Eine wichtige Kernzahl ist das BIP-Wachstum, welches 2014 mit 5,6 Punkten so hoch war wie in den besten Jahren vor der Krise. Die Prognosen für die kommenden Jahre liegen über der 3-Prozent-Marke, einem Wert, von dem man in Deutschland, Frankreich und Belgien nicht einmal zu träumen wagt.

Alvin Sold asold@tageblatt.lu

Mit dem anhaltenden Boom – denn volkswirtschaftlich gesehen ist es einer – ist die Voraussetzung für politische Maßnahmen geschaffen, auf die schon lange gewartet wird.

Die mittleren wie die unteren Einkommensschichten leiden seit 2009 unter einem schleichenden Kaufkraftverlust, der sich aus der Teuerung, der Nichtanpassung der Steuertabellen an den Index und rasch steigenden Taxen ergibt. Während der Krise verzichteten die Gewerkschaften weitgehend auf Lohnforderungen, um den Unternehmen das Rückgrat zu stärken: Ein typisch Lëtzebuerger Verhalten, das irgendwann von der Politik und vom Patronat honoriert gehört!
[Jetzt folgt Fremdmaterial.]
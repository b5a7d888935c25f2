//! Core types for Eisbach river-condition data.

use std::collections::BTreeMap;
use std::fmt;

use serde::{Deserialize, Serialize};
use time::macros::format_description;
use time::{OffsetDateTime, PrimitiveDateTime, UtcOffset};

use crate::error::{ParseError, ParseResult};

/// A crowd-sourced surfer count, as stored by the backend.
///
/// Entries are immutable once stored; the client never edits past entries.
#[derive(Debug, Clone, PartialEq, Serialize, Deserialize)]
pub struct SurferEntry {
    /// When the count was observed.
    #[serde(with = "time::serde::rfc3339")]
    pub timestamp: OffsetDateTime,
    /// Number of surfers on the wave.
    pub count: u32,
    /// Water level in cm at submission time.
    #[serde(default)]
    pub water_level: Option<f64>,
    /// Water flow in m³/s at submission time.
    #[serde(default)]
    pub water_flow: Option<f64>,
    /// Water temperature in °C at submission time.
    #[serde(default)]
    pub water_temperature: Option<f64>,
}

/// Body of `POST /surfers`.
#[derive(Debug, Clone, PartialEq, Serialize, Deserialize)]
pub struct NewSurferEntry {
    pub count: u32,
    #[serde(with = "time::serde::rfc3339")]
    pub timestamp: OffsetDateTime,
    #[serde(default, skip_serializing_if = "Option::is_none")]
    pub water_level: Option<f64>,
    #[serde(default, skip_serializing_if = "Option::is_none")]
    pub water_flow: Option<f64>,
    #[serde(default, skip_serializing_if = "Option::is_none")]
    pub water_temperature: Option<f64>,
}

/// Weather condition as reported by the prediction backend.
///
/// Older backends send a WMO code, newer ones a label.
#[derive(Debug, Clone, PartialEq, Serialize, Deserialize)]
#[serde(untagged)]
pub enum WeatherCondition {
    /// Numeric WMO weather code (`-1` when unknown).
    Code(i32),
    /// Human-readable label.
    Label(String),
}

impl fmt::Display for WeatherCondition {
    fn fmt(&self, f: &mut fmt::Formatter<'_>) -> fmt::Result {
        match self {
            WeatherCondition::Code(code) => write!(f, "WMO {code}"),
            WeatherCondition::Label(label) => f.write_str(label),
        }
    }
}

/// Response of `GET /surfers/predict`.
#[derive(Debug, Clone, PartialEq, Serialize, Deserialize)]
pub struct PredictionResponse {
    /// Hour of day the prediction is for (0-23).
    pub hour: u8,
    #[serde(default)]
    pub water_temperature: Option<f64>,
    #[serde(default)]
    pub water_level: Option<f64>,
    #[serde(default)]
    pub air_temperature: Option<f64>,
    #[serde(default)]
    pub weather_condition: Option<WeatherCondition>,
    /// Predicted number of surfers.
    pub prediction: f64,
    /// Contribution of each named feature to the prediction.
    #[serde(default)]
    pub explanation: BTreeMap<String, f64>,
}

impl PredictionResponse {
    /// Predicted count rounded to a whole number of surfers.
    pub fn predicted_count(&self) -> u32 {
        self.prediction.round().max(0.0) as u32
    }

    /// Explanation entries ordered by absolute contribution, largest first.
    pub fn ranked_explanation(&self) -> Vec<(&str, f64)> {
        let mut ranked: Vec<_> = self
            .explanation
            .iter()
            .map(|(name, value)| (name.as_str(), *value))
            .collect();
        ranked.sort_by(|a, b| b.1.abs().total_cmp(&a.1.abs()));
        ranked
    }
}

/// Response of `GET /conditions/water`.
#[derive(Debug, Clone, PartialEq, Serialize, Deserialize)]
pub struct WaterConditions {
    /// When the backend fetched the values (backend-defined format).
    #[serde(default)]
    pub request_date: String,
    /// Water level in cm.
    #[serde(default)]
    pub water_level: Option<f64>,
    /// Water flow in m³/s.
    #[serde(default)]
    pub water_flow: Option<f64>,
}

impl WaterConditions {
    /// Parse `request_date` as an RFC 3339 instant, if it is one.
    pub fn requested_at(&self) -> Option<OffsetDateTime> {
        OffsetDateTime::parse(
            &self.request_date,
            &time::format_description::well_known::Rfc3339,
        )
        .ok()
    }
}

/// Response of `GET /conditions/water/temperature`.
#[derive(Debug, Clone, Copy, PartialEq, Serialize, Deserialize)]
pub struct WaterTemperature {
    /// Water temperature in °C.
    #[serde(alias = "temperature")]
    pub water_temperature: f64,
}

/// One row of `GET /conditions/water/history`.
#[derive(Debug, Clone, PartialEq, Serialize, Deserialize)]
pub struct HistoricalWaterLevel {
    /// Localized timestamp, `DD.MM.YYYY HH:MM:SS`.
    #[serde(rename = "DateTime")]
    pub date_time: String,
    /// Water level in cm.
    #[serde(rename = "Value")]
    pub value: f64,
}

/// A single chartable point of a time series.
#[derive(Debug, Clone, PartialEq, Serialize, Deserialize)]
pub struct SeriesPoint {
    /// Display label.
    pub label: String,
    /// Instant of the sample.
    #[serde(with = "time::serde::rfc3339")]
    pub timestamp: OffsetDateTime,
    pub value: f64,
}

/// Parallel label/value sequences ready for a chart.
#[derive(Debug, Clone, Default, PartialEq, Serialize, Deserialize)]
pub struct ChartSeries {
    pub labels: Vec<String>,
    pub values: Vec<f64>,
}

impl ChartSeries {
    pub fn len(&self) -> usize {
        self.values.len()
    }

    pub fn is_empty(&self) -> bool {
        self.values.is_empty()
    }

    /// Iterate over `(label, value)` pairs.
    pub fn points(&self) -> impl Iterator<Item = (&str, f64)> {
        self.labels
            .iter()
            .map(String::as_str)
            .zip(self.values.iter().copied())
    }
}

impl FromIterator<(String, f64)> for ChartSeries {
    fn from_iter<I: IntoIterator<Item = (String, f64)>>(iter: I) -> Self {
        let (labels, values) = iter.into_iter().unzip();
        Self { labels, values }
    }
}

/// Parse a localized `DD.MM.YYYY HH:MM[:SS]` timestamp in the given offset.
///
/// # Examples
///
/// ```
/// use eisbach_types::parse_local_timestamp;
/// use time::UtcOffset;
///
/// let ts = parse_local_timestamp("05.04.2025 14:30", UtcOffset::UTC).unwrap();
/// assert_eq!(ts.hour(), 14);
/// assert!(parse_local_timestamp("2025-04-05 14:30", UtcOffset::UTC).is_err());
/// ```
pub fn parse_local_timestamp(input: &str, offset: UtcOffset) -> ParseResult<OffsetDateTime> {
    let with_seconds = format_description!("[day].[month].[year] [hour]:[minute]:[second]");
    let without_seconds = format_description!("[day].[month].[year] [hour]:[minute]");

    let trimmed = input.trim();
    PrimitiveDateTime::parse(trimmed, with_seconds)
        .or_else(|_| PrimitiveDateTime::parse(trimmed, without_seconds))
        .map(|dt| dt.assume_offset(offset))
        .map_err(|_| ParseError::InvalidTimestamp {
            input: input.to_string(),
        })
}

/// Format an instant as a `DD.MM.YYYY HH:MM` display label in the given offset.
pub fn format_local_label(ts: OffsetDateTime, offset: UtcOffset) -> String {
    let local = ts.to_offset(offset);
    format!(
        "{:02}.{:02}.{:04} {:02}:{:02}",
        local.day(),
        u8::from(local.month()),
        local.year(),
        local.hour(),
        local.minute()
    )
}

/// Parse a number that may use a decimal comma (`"7,1"` → `7.1`).
pub fn parse_decimal(input: &str) -> ParseResult<f64> {
    input
        .trim()
        .replace(',', ".")
        .parse()
        .map_err(|_| ParseError::InvalidNumber(input.to_string()))
}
„Irgendwann“ ist jetzt, sagt der OGB-L im Auftrag seiner zigtausend Mitglieder und der noch zahlreicheren Sympathisanten. Zeitgleich tritt der Patronatsverband UEL auf die Bühne mit Anliegen, die den Arbeitstag vieler Berufsgruppen verschlechtern, den Öffentlichen Dienst in die Defensive treiben und die Staatskasse schwer belasten.

Anscheinend verlangt eine erhebliche Minderheit (um die 40%) der UEL-Mitglieder eine härtere Gangart ihrer Vertreter der Regierung und den Gewerkschaften gegenüber. Es entzieht sich unserer Kenntnis, ob die streitbaren Chefs eher Zugezogene sind, welche die Luxemburger Gepflogenheit nicht schätzen, oder/und kämpferische Luxemburger, die meinen, man sollte die Gunst der Stunde nutzen.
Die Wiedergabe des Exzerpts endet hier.